Kutralrayen alojó el miembro del Mario en su entrepierna, y éste sintió que un terror súbito bajaba por su espina dorsal en la forma de un relámpago frío que lo hizo estremecerse. Sintió que su lengua se fundía con la de ella, trató de separarse de la boca que le estaba succionando la lengua pero en ella se habían clavado una miríada de ganchos que le hacían imposible soltarse; el abrazo de la muchacha se volvió helado, escamoso y fuerte, el dolor en su lengua se intensificó, pero no podía gritar, y comenzó a ahogarse con su propia sangre.

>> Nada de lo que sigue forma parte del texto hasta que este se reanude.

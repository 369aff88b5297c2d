//! Linear undo/redo history of immutable snapshots.
//!
//! One instance exists per room (canonical map state) and one per overlay
//! store (links, shapes). The discipline is strictly linear: any commit
//! after an undo clears the redo stack.

/// Maximum number of snapshots retained; the oldest entries are dropped
/// first. Keeps memory bounded for long-lived rooms.
pub const MAX_DEPTH: usize = 100;

/// Linear snapshot history with a redo stack.
#[derive(Debug, Clone)]
pub struct History<S: Clone> {
    stack: Vec<S>,
    redo_stack: Vec<S>,
}

impl<S: Clone> History<S> {
    /// Start a history at `initial`. The initial snapshot is the floor:
    /// `undo` never pops past it.
    pub fn new(initial: S) -> Self {
        Self {
            stack: vec![initial],
            redo_stack: Vec::new(),
        }
    }

    /// The snapshot the history currently points at.
    pub fn current(&self) -> &S {
        // Invariant: the stack is never empty.
        self.stack.last().expect("history stack is never empty")
    }

    /// Record a new snapshot. Clears the redo stack: editing after an undo
    /// invalidates the forward history.
    pub fn commit(&mut self, snapshot: S) {
        self.stack.push(snapshot);
        self.redo_stack.clear();
        if self.stack.len() > MAX_DEPTH {
            self.stack.remove(0);
        }
    }

    /// Step back one snapshot. Returns the restored snapshot, or `None`
    /// when only the initial snapshot remains.
    pub fn undo(&mut self) -> Option<&S> {
        if self.stack.len() < 2 {
            return None;
        }
        let popped = self.stack.pop()?;
        self.redo_stack.push(popped);
        self.stack.last()
    }

    /// Step forward one snapshot. Returns the restored snapshot, or `None`
    /// when the redo stack is empty.
    pub fn redo(&mut self) -> Option<&S> {
        let snapshot = self.redo_stack.pop()?;
        self.stack.push(snapshot);
        self.stack.last()
    }

    pub fn can_undo(&self) -> bool {
        self.stack.len() > 1
    }

    pub fn can_redo(&self) -> bool {
        !self.redo_stack.is_empty()
    }
}

#[cfg(test)]
mod tests {
    use super::*;

    #[test]
    fn undo_at_initial_snapshot_is_noop() {
        let mut history = History::new(0);
        assert!(history.undo().is_none());
        assert_eq!(*history.current(), 0);
    }

    #[test]
    fn redo_with_empty_stack_is_noop() {
        let mut history = History::new(0);
        assert!(history.redo().is_none());
    }

    #[test]
    fn undo_then_redo_restores_snapshot() {
        let mut history = History::new(0);
        history.commit(1);
        history.commit(2);

        assert_eq!(history.undo().copied(), Some(1));
        assert_eq!(history.undo().copied(), Some(0));
        assert_eq!(history.redo().copied(), Some(1));
        assert_eq!(history.redo().copied(), Some(2));
        assert!(history.redo().is_none());
    }

    #[test]
    fn full_undo_redo_cycle_returns_to_latest() {
        // For s0..sn: undo n times then redo n times lands back on sn.
        let mut history = History::new(0);
        for i in 1..=5 {
            history.commit(i);
        }
        for _ in 0..5 {
            assert!(history.undo().is_some());
        }
        assert_eq!(*history.current(), 0);
        for _ in 0..5 {
            assert!(history.redo().is_some());
        }
        assert_eq!(*history.current(), 5);
    }

    #[test]
    fn commit_after_undo_clears_redo_stack() {
        let mut history = History::new(0);
        history.commit(1);
        history.commit(2);
        history.undo();
        assert!(history.can_redo());

        history.commit(9);
        assert!(!history.can_redo());
        assert!(history.redo().is_none());
        assert_eq!(*history.current(), 9);
    }

    #[test]
    fn depth_is_bounded() {
        let mut history = History::new(0);
        for i in 1..=(MAX_DEPTH * 2) {
            history.commit(i);
        }
        assert_eq!(*history.current(), MAX_DEPTH * 2);
        let mut undos = 0;
        while history.undo().is_some() {
            undos += 1;
        }
        assert_eq!(undos, MAX_DEPTH - 1);
    }
}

Mario movió su cuerpo con desesperación, forcejeando para liberarse; se tiró hacia delante retorciéndose con fuerza y miedo, los dos cuerpos cayeron al piso fundidos en un abrazo mortal, sintió un dolor agudo en su uretra y abrió los ojos de par en par, su corazón latía acelerado y sudaba copiosamente.
Su miembro estaba aprisionado dolorosamente, y una probóscide lo penetraba ásperamente, sintió unos crujidos raros y no supo si eran sus huesos o los de la mujer que lentamente mudaba su piel de mujer para dejar a la vista una brillante y escamosa piel blanca con diseños amarillos.

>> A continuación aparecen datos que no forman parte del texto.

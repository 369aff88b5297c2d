//! Replay-last-value state channel backed by `tokio::sync::watch`.

use tokio::sync::watch;

/// A single-value publish/subscribe channel.
///
/// Every subscriber observes the latest value on subscribe and is notified
/// of every subsequent change. Publishing never blocks and never fails,
/// even with zero subscribers.
#[derive(Debug)]
pub struct StateChannel<T> {
    sender: watch::Sender<T>,
}

impl<T: Clone> StateChannel<T> {
    /// Create a channel holding `initial`.
    pub fn new(initial: T) -> Self {
        let (sender, _) = watch::channel(initial);
        Self { sender }
    }

    /// Publish a new value to all current and future subscribers.
    pub fn publish(&self, value: T) {
        // send_replace never fails: the sender keeps the value alive even
        // with no receivers.
        self.sender.send_replace(value);
    }

    /// The value most recently published.
    pub fn latest(&self) -> T {
        self.sender.borrow().clone()
    }

    /// Subscribe; the receiver starts at the latest value.
    pub fn subscribe(&self) -> watch::Receiver<T> {
        self.sender.subscribe()
    }
}

impl<T: Clone + Default> Default for StateChannel<T> {
    fn default() -> Self {
        Self::new(T::default())
    }
}

#[cfg(test)]
mod tests {
    use super::*;

    #[tokio::test]
    async fn subscriber_sees_latest_value_on_subscribe() {
        let channel = StateChannel::new(0u32);
        channel.publish(7);

        let rx = channel.subscribe();
        assert_eq!(*rx.borrow(), 7);
    }

    #[tokio::test]
    async fn subscriber_observes_subsequent_changes() {
        let channel = StateChannel::new(false);
        let mut rx = channel.subscribe();

        channel.publish(true);
        rx.changed().await.expect("sender alive");
        assert!(*rx.borrow());
    }

    #[test]
    fn publish_without_subscribers_does_not_panic() {
        let channel = StateChannel::new(String::new());
        channel.publish("lonely".to_string());
        assert_eq!(channel.latest(), "lonely");
    }

    #[tokio::test]
    async fn late_subscriber_skips_intermediate_values() {
        let channel = StateChannel::new(1);
        channel.publish(2);
        channel.publish(3);

        // Replay-last, not replay-all.
        let rx = channel.subscribe();
        assert_eq!(*rx.borrow(), 3);
    }
}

Mario respiraba con dificultad mientras veía con terror cómo los ojos negros de la muchacha se caían al piso junto con su pelo, y su boca se abría cual ofidio para engullirlo mientras él aún respiraba.

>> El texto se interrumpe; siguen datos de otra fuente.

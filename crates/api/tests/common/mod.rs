//! Shared helpers for integration tests.
//!
//! Rooms are exercised against an in-memory storage implementation so the
//! tests cover the full join/mutate/broadcast/evict cycle without a
//! database.

use std::collections::HashMap;
use std::sync::{Arc, Mutex};
use std::time::Duration;

use async_trait::async_trait;
use chrono::Utc;
use serde_json::Value;
use tokio::sync::broadcast;

use mapforge_api::config::ServerConfig;
use mapforge_api::rooms::RoomRegistry;
use mapforge_api::router::build_app_router;
use mapforge_api::state::AppState;
use mapforge_core::error::CoreError;
use mapforge_core::protocol::ServerMessage;
use mapforge_core::storage::{MapRecord, MapStorage, OverlayKind};
use mapforge_core::types::MapId;

/// In-memory [`MapStorage`] for tests.
#[derive(Default)]
pub struct MemoryStorage {
    maps: Mutex<HashMap<MapId, MapRecord>>,
    overlays: Mutex<HashMap<(MapId, &'static str), Vec<Value>>>,
}

#[async_trait]
impl MapStorage for MemoryStorage {
    async fn load_map(&self, uuid: MapId) -> Result<Option<MapRecord>, CoreError> {
        let maps = self.maps.lock().unwrap();
        Ok(maps
            .get(&uuid)
            .filter(|r| r.properties.deleted_at.is_none())
            .cloned())
    }

    async fn save_map(&self, record: &MapRecord) -> Result<(), CoreError> {
        self.maps
            .lock()
            .unwrap()
            .insert(record.properties.uuid, record.clone());
        Ok(())
    }

    async fn delete_map(&self, uuid: MapId) -> Result<(), CoreError> {
        self.maps
            .lock()
            .unwrap()
            .remove(&uuid)
            .map(|_| ())
            .ok_or(CoreError::MapNotFound(uuid))
    }

    async fn load_overlay(
        &self,
        kind: OverlayKind,
        map_id: MapId,
    ) -> Result<Vec<Value>, CoreError> {
        Ok(self
            .overlays
            .lock()
            .unwrap()
            .get(&(map_id, kind.as_str()))
            .cloned()
            .unwrap_or_default())
    }

    async fn save_overlay(
        &self,
        kind: OverlayKind,
        map_id: MapId,
        entities: &[Value],
    ) -> Result<(), CoreError> {
        self.overlays
            .lock()
            .unwrap()
            .insert((map_id, kind.as_str()), entities.to_vec());
        Ok(())
    }

    async fn purge_expired(&self) -> Result<u64, CoreError> {
        let now = Utc::now();
        let mut maps = self.maps.lock().unwrap();
        let mut purged = 0;
        maps.retain(|_, record| {
            let window = chrono::Duration::days(record.properties.delete_after_days as i64);
            let stale = record.properties.last_modified + window < now;
            if stale {
                purged += 1;
            }
            !stale
        });
        Ok(purged)
    }
}

/// A registry backed by a shared in-memory storage.
pub fn test_registry() -> (Arc<RoomRegistry>, Arc<MemoryStorage>) {
    let storage = Arc::new(MemoryStorage::default());
    let registry = Arc::new(RoomRegistry::new(
        Arc::clone(&storage) as Arc<dyn MapStorage>
    ));
    (registry, storage)
}

/// Build a test `ServerConfig` with safe defaults.
pub fn test_config() -> ServerConfig {
    ServerConfig {
        host: "127.0.0.1".to_string(),
        port: 0,
        cors_origins: vec!["http://localhost:4200".to_string()],
        request_timeout_secs: 30,
        shutdown_timeout_secs: 30,
        reaper_interval_secs: 3600,
    }
}

/// Build the full application router against in-memory storage, mirroring
/// the construction in `main.rs` so tests exercise the same middleware
/// stack.
pub fn build_test_app() -> axum::Router {
    let (registry, storage) = test_registry();
    let config = test_config();
    let state = AppState {
        pool: None,
        config: Arc::new(config.clone()),
        storage: storage as Arc<dyn MapStorage>,
        rooms: registry,
    };
    build_app_router(state, &config)
}

/// Receive the next broadcast with a timeout, panicking on silence.
pub async fn recv(rx: &mut broadcast::Receiver<ServerMessage>) -> ServerMessage {
    tokio::time::timeout(Duration::from_secs(1), rx.recv())
        .await
        .expect("timed out waiting for broadcast")
        .expect("broadcast channel closed")
}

– ¿Por qué a mí?  alcanzó a exclamar en un chillido apenas audible
– Siempre fui una mujer creyente  una voz salió desde dentro de la mujer, una voz que le aterrorizo aún más, como un lamento profundo que venía desde lo más profundo del infierno 

– Mi hijo, mi esposo y yo estábamos en el edificio Alto Río en marzo del dos mil diez. Apenas sentí el movimiento telúrico, corrí hacia su pieza, pero no alcancé a entrar cuando una fuerza me lanzó por los aires y quedé atrapada bajo los escombros; después me enteré que el edificio se había desplomado sobre un costado producto del terremoto. Sentí cómo gritaba mi esposo, lo escuché morir desangrado a metros de mí. Mi hijo lloraba de dolor, una pared había caído sobre la mitad de su cuerpo, y mis piernas estaban atrapadas contra un enorme mueble; alcancé apenas a tomarle la mano antes de que diera su última exhalación. Yo duré horas, días rezando ave marías como me enseñaron las monjas, pero nadie vino a rescatarme. Cuando estaba a punto de morir deshidratada y de inanición, cuando ya toda la tristeza que me provocaba el hecho de haber perdido la vida que me había costado tanto esfuerzo construir, se había convertido en odio y en deseo de venganza, sentí la presencia de este ser arcano que se había liberado con la fuerza del sismo. Apareció ante mí como una pequeña flama en medio de la oscuridad, como un fuego fatuo: era un Wekufe, un espíritu de la Minchenmapu, la tierra del desequilibrio. Había logrado escapar y buscaba un cuerpo donde encarnarse, un nicho donde hacerse fuerte y entregarse a su naturaleza maligna. Habló conmigo e hicimos un pacto, me convertí en un Kalku, una bruja cambia formas. Me tomó un par de días y mucho dolor adoptar la forma de una serpiente, y de esa manera escapar de los escombros para cobrar venganza, porque tú calculaste mal esa estructura. Ahora morirás aplastado y asfixiado, igual que mi esposo y mi hijo de siete años…

El hombre perdió sus fuerzas y comenzó a tiritar y a sudar frío. Toda su vida pasó delante de sus ojos y lloró, sintiendo cómo sus huesos cedían ante la presión de los músculos reticulados de la culebra que lo había atrapado; sin embargo no pudo gritar, pues su cabeza estaba ya dentro del cuerpo de aquella flexible bestia.

Las cámaras captaron a una mujer embarazada salir del departamento de Mario a la mañana siguiente. Al ingeniero no se lo vio nunca más en la capital.